E NO, L’ATTIVITÀ DI ESTRAZIONE DEGLI IDRICARBURI NON C’ENTRA NIENTE. Spero che non vengano fuori le solite fesserie delle trivelle. Ho chiaramente spiegato qui il perché i pozzi di petrolio e di gas non c’entrano nulla. Ribadisco che chi dice che il rapporto ICHESE abbia sancito i rapporti fra estrazione di idrocarburi e terrmoti del 2012 quel rapporto non lo ha letto.

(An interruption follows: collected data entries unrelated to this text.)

impl<B: StorageBackend, S: StakingView, A: AuthorityResolver> OracleStateMachine<B, S, A> {
    /// Create a state machine, initializing an empty store from `config`
    pub fn new(backend: B, config: &OracleConfig, staking: S, authority: A) -> Result<Self> {
        config.validate()?;

        let store = OracleStore::new(backend);
        store.initialize_if_needed(config)?;

        Ok(Self {
            store,
            codec: config.codec.clone(),
            staking,
            authority,
            block_height: 0,
            event_log: EventLog::new(),
        })
    }

    // ═══════════════════════════════════════════════════════════════════════════
    // BLOCK PROCESSING
    // ═══════════════════════════════════════════════════════════════════════════

    /// Begin a new block
    pub fn begin_block(&mut self, height: u64) {
        self.block_height = height;
        self.event_log = EventLog::new();
    }

    /// Current block height
    pub fn block_height(&self) -> u64 {
        self.block_height
    }

    /// Take the events emitted since the block began
    pub fn take_events(&mut self) -> Vec<OracleEvent> {
        self.event_log.drain()
    }

    /// End the current block, tallying if it closes a vote period
    pub fn end_block(&mut self) -> Result<Option<AggregationReport>> {
        let params = self.store.params()?;
        if !is_period_last_block(self.block_height, params.vote_period) {
            return Ok(None);
        }

        let period = period_of(self.block_height, params.vote_period);
        let report = Aggregator::tally(
            &params,
            period,
            &self.store.required_denoms()?,
            &self.store.votes()?,
            &self.staking.bonded_validators(),
        )?;

        self.apply_report(&params, &report)?;

        if is_period_last_block(self.block_height, params.slash_window) {
            self.process_slash_window(&params)?;
        }

        Ok(Some(report))
    }

    fn apply_report(&mut self, params: &Params, report: &AggregationReport) -> Result<()> {
        let height = self.block_height;

        self.store.clear_exchange_rates()?;
        for outcome in &report.outcomes {
            match &outcome.outcome {
                AggregationOutcome::Published { rate, .. } => {
                    self.store.set_exchange_rate(&outcome.denom, rate)?;
                    self.event_log
                        .push(OracleEvent::ExchangeRateUpdated(ExchangeRateUpdatedEvent {
                            denom: outcome.denom.clone(),
                            exchange_rate: rate.clone(),
                            block_height: height,
                        }));
                }
                AggregationOutcome::QuorumUnmet {
                    ballot_power,
                    threshold_power,
                } => {
                    self.event_log.push(OracleEvent::QuorumUnmet(QuorumUnmetEvent {
                        denom: outcome.denom.clone(),
                        ballot_power: *ballot_power,
                        threshold_power: *threshold_power,
                        block_height: height,
                    }));
                }
            }
        }

        for (validator, claim) in &report.claims {
            if claim.missed_denoms.is_empty() {
                continue;
            }
            let miss_counter = self.store.increment_miss_counter(validator)?;
            self.event_log
                .push(OracleEvent::ValidatorMissed(ValidatorMissedEvent {
                    validator: self.codec.encode_validator(validator)?,
                    missed_denoms: claim.missed_denoms.iter().cloned().collect(),
                    miss_counter,
                    block_height: height,
                }));
        }

        let cleared = self.store.clear_votes()?;
        let expired = VoteBook::new(&self.store, &self.codec, params.vote_period)
            .clear_expired_prevotes(report.period)?;
        for prevote in expired {
            self.event_log
                .push(OracleEvent::PrevoteExpired(PrevoteExpiredEvent {
                    validator: self.codec.encode_validator(&prevote.validator)?,
                    submit_block: prevote.submit_block,
                    block_height: height,
                }));
        }

        info!(
            period = report.period,
            published = report.published_rates().len(),
            votes = cleared,
            missed = report.missed_validators().len(),
            "vote period tallied"
        );
        Ok(())
    }

    fn process_slash_window(&mut self, params: &Params) -> Result<()> {
        let periods = params.periods_per_window();
        let min_valid = Dec::from_decimal(params.min_valid_per_window);

        for (validator, misses) in self.store.miss_counters()? {
            if !self.staking.is_bonded(&validator) {
                continue;
            }
            let missed_ratio = Dec::one()
                .mul_int(misses)
                .quo_int(periods)
                .ok_or_else(|| Error::Internal("slash window shorter than a vote period".into()))?;
            let valid_ratio = Dec::one() - missed_ratio;

            if valid_ratio < min_valid {
                let validator_str = self.codec.encode_validator(&validator)?;
                warn!(
                    validator = %validator_str,
                    misses,
                    valid_ratio = %valid_ratio,
                    "validator below minimum valid votes per window"
                );
                self.event_log
                    .push(OracleEvent::SlashCandidate(SlashCandidateEvent {
                        validator: validator_str,
                        miss_counter: misses,
                        valid_ratio,
                        block_height: self.block_height,
                    }));
            }
        }

        self.store.clear_miss_counters()?;
        Ok(())
    }

    // ═══════════════════════════════════════════════════════════════════════════
    // MESSAGE EXECUTION
    // ═══════════════════════════════════════════════════════════════════════════

    /// Execute a message, returning the events it emitted
    pub fn deliver(&mut self, msg: &OracleMsg) -> Result<Vec<OracleEvent>> {
        let result = match msg {
            OracleMsg::AggregateExchangeRatePrevote(m) => self.execute_prevote(m),
            OracleMsg::AggregateExchangeRateVote(m) => self.execute_vote(m),
            OracleMsg::DelegateFeedConsent(m) => self.execute_delegate(m),
            OracleMsg::AddRequiredDenom(m) => self.execute_add_denom(m),
            OracleMsg::RemoveRequiredDenom(m) => self.execute_remove_denom(m),
            OracleMsg::UpdateParams(m) => self.execute_update_params(m),
        };

        match result {
            Ok(events) => {
                debug!(msg_type = msg.msg_type(), events = events.len(), "message accepted");
                for event in &events {
                    self.event_log.push(event.clone());
                }
                Ok(events)
            }
            Err(e) => {
                debug!(msg_type = msg.msg_type(), error = %e, "message rejected");
                Err(e)
            }
        }
    }

    fn ensure_bonded(&self, validator: &ValAddress, validator_str: &str) -> Result<()> {
        if self.staking.is_bonded(validator) {
            Ok(())
        } else {
            Err(Error::UnknownValidator(validator_str.to_string()))
        }
    }

    fn execute_prevote(&mut self, msg: &MsgAggregateExchangeRatePrevote) -> Result<Vec<OracleEvent>> {
        msg.validate_basic(&self.codec)?;
        let hash = AggregateVoteHash::from_hex(&msg.hash)?;
        let feeder = parse_account(&self.codec, &msg.feeder, "feeder")?;
        let validator = parse_validator(&self.codec, &msg.validator, "validator")?;

        self.ensure_bonded(&validator, &msg.validator)?;
        FeederRegistry::new(&self.store).ensure_authorized(&feeder, &validator, &self.codec)?;

        let params = self.store.params()?;
        let replaced = VoteBook::new(&self.store, &self.codec, params.vote_period)
            .submit_prevote(&validator, &feeder, hash, self.block_height)?;

        Ok(vec![OracleEvent::PrevoteSubmitted(PrevoteSubmittedEvent {
            validator: msg.validator.clone(),
            feeder: msg.feeder.clone(),
            hash: hash.to_hex(),
            replaced: replaced.is_some(),
            block_height: self.block_height,
        })])
    }

    fn execute_vote(&mut self, msg: &MsgAggregateExchangeRateVote) -> Result<Vec<OracleEvent>> {
        let tuples = msg.validate_basic(&self.codec)?;
        let feeder = parse_account(&self.codec, &msg.feeder, "feeder")?;
        let validator = parse_validator(&self.codec, &msg.validator, "validator")?;

        self.ensure_bonded(&validator, &msg.validator)?;
        FeederRegistry::new(&self.store).ensure_authorized(&feeder, &validator, &self.codec)?;

        let params = self.store.params()?;
        let vote = VoteBook::new(&self.store, &self.codec, params.vote_period).submit_vote(
            &msg.salt,
            &msg.exchange_rates,
            tuples,
            &feeder,
            &validator,
            self.block_height,
        )?;

        Ok(vec![OracleEvent::VoteRevealed(VoteRevealedEvent {
            validator: msg.validator.clone(),
            feeder: msg.feeder.clone(),
            exchange_rates: vote.exchange_rate_tuples.to_string(),
            block_height: self.block_height,
        })])
    }

    fn execute_delegate(&mut self, msg: &MsgDelegateFeedConsent) -> Result<Vec<OracleEvent>> {
        msg.validate_basic(&self.codec)?;
        let operator = parse_validator(&self.codec, &msg.operator, "operator")?;
        let delegate = parse_account(&self.codec, &msg.delegate, "delegate")?;

        self.ensure_bonded(&operator, &msg.operator)?;
        FeederRegistry::new(&self.store).delegate(&operator, &delegate)?;

        Ok(vec![OracleEvent::FeederDelegated(FeederDelegatedEvent {
            operator: msg.operator.clone(),
            feeder: msg.delegate.clone(),
            block_height: self.block_height,
        })])
    }

    fn execute_add_denom(&mut self, msg: &MsgAddRequiredDenom) -> Result<Vec<OracleEvent>> {
        let authority = parse_account(&self.codec, &msg.authority, "authority")?;
        let added = DenomWhitelist::new(&self.store, &self.authority).add(&authority, &msg.symbol)?;

        Ok(if added {
            vec![OracleEvent::RequiredDenomAdded(DenomChangedEvent {
                denom: msg.symbol.clone(),
                block_height: self.block_height,
            })]
        } else {
            Vec::new()
        })
    }

    fn execute_remove_denom(&mut self, msg: &MsgRemoveRequiredDenom) -> Result<Vec<OracleEvent>> {
        let authority = parse_account(&self.codec, &msg.authority, "authority")?;
        let removed =
            DenomWhitelist::new(&self.store, &self.authority).remove(&authority, &msg.symbol)?;

        Ok(if removed {
            vec![OracleEvent::RequiredDenomRemoved(DenomChangedEvent {
                denom: msg.symbol.clone(),
                block_height: self.block_height,
            })]
        } else {
            Vec::new()
        })
    }

    fn execute_update_params(&mut self, msg: &MsgUpdateParams) -> Result<Vec<OracleEvent>> {
        let authority = parse_account(&self.codec, &msg.authority, "authority")?;
        self.authority.ensure_authorized(
            &authority,
            &GovernanceAction::UpdateParams {
                params: msg.params.clone(),
            },
        )?;
        msg.params.validate()?;

        self.store.set_params(&msg.params)?;
        info!(vote_period = msg.params.vote_period, "params updated");

        Ok(vec![OracleEvent::ParamsUpdated(ParamsUpdatedEvent {
            vote_period: msg.params.vote_period,
            block_height: self.block_height,
        })])
    }

    // ═══════════════════════════════════════════════════════════════════════════
    // QUERIES
    // ═══════════════════════════════════════════════════════════════════════════

    /// Current params
    pub fn params(&self) -> Result<Params> {
        self.store.params()
    }

    /// Published rate of a denom
    pub fn exchange_rate(&self, denom: &str) -> Result<Option<Dec>> {
        self.store.exchange_rate(denom)
    }

    /// All published rates
    pub fn exchange_rates(&self) -> Result<BTreeMap<String, Dec>> {
        self.store.exchange_rates()
    }

    /// The required denom set
    pub fn required_denoms(&self) -> Result<BTreeSet<String>> {
        self.store.required_denoms()
    }

    /// Account currently allowed to feed for a validator
    pub fn feeder(&self, validator: &ValAddress) -> Result<AccAddress> {
        FeederRegistry::new(&self.store).resolve_feeder(validator)
    }

    /// Pending prevote of a validator
    pub fn prevote(&self, validator: &ValAddress) -> Result<Option<AggregateExchangeRatePrevote>> {
        self.store.prevote(validator)
    }

    /// Revealed vote of a validator
    pub fn vote(&self, validator: &ValAddress) -> Result<Option<AggregateExchangeRateVote>> {
        self.store.vote(validator)
    }

    /// Slot state of a validator
    pub fn slot_state(&self, validator: &ValAddress) -> Result<SlotState> {
        let params = self.store.params()?;
        VoteBook::new(&self.store, &self.codec, params.vote_period).slot_state(validator)
    }

    /// Misses of a validator in the current slash window
    pub fn miss_counter(&self, validator: &ValAddress) -> Result<u64> {
        self.store.miss_counter(validator)
    }

    /// Address codec
    pub fn codec(&self) -> &AddressCodec {
        &self.codec
    }

    /// Mutable access to the validator set
    pub fn staking_mut(&mut self) -> &mut S {
        &mut self.staking
    }
}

Dopodichè si dimentica che ICHESE aveva chiesto comunque un approfondimenti della cosa, che c’è stato con CAVONELAB. Naturalmente questi signori si dimenticano del CAVONELAB.
E da ultimo veniamo a quelli che anche oggi hanno tirato fuori la balla del fracking, uno a caso il mio “amico” che chiamiamo “coso” per non dargli pubblicità, parecchio in difficoltà da quando le scie comiche (ah, no.. chimiche …) non se le fila più nessuno e ha provato a cavalcare la pandemia, ma ha trovato complottardi più giovani, vivaci e organizzati che gli hanno tolto qualsiasi spiraglio:
  • se fossi il geologo responsabile del pozzo di una casa petrolifera e chiedessi di fare il fracking anziché una coltivazione tradizionale di idrocarburi mi proporrebbero per un Trattamento Sanitario Obbligatorio perché proporrei un sistema che costa di più e che in quelle condizioni raccoglie meno
  • è impossibile fare il fracking “clandestinamente” perché sarebbe impossibile nascondere l’enorme prelievo di acqua necessario
  • come ho detto diverse volte, il fracking di suo non genera terremoti quasi mai, ma li genera la reiniezione dei liquidi che ritornano in superficie durante e dopo le operazioni (altra operazione che sotto silenzio non è possibile fare)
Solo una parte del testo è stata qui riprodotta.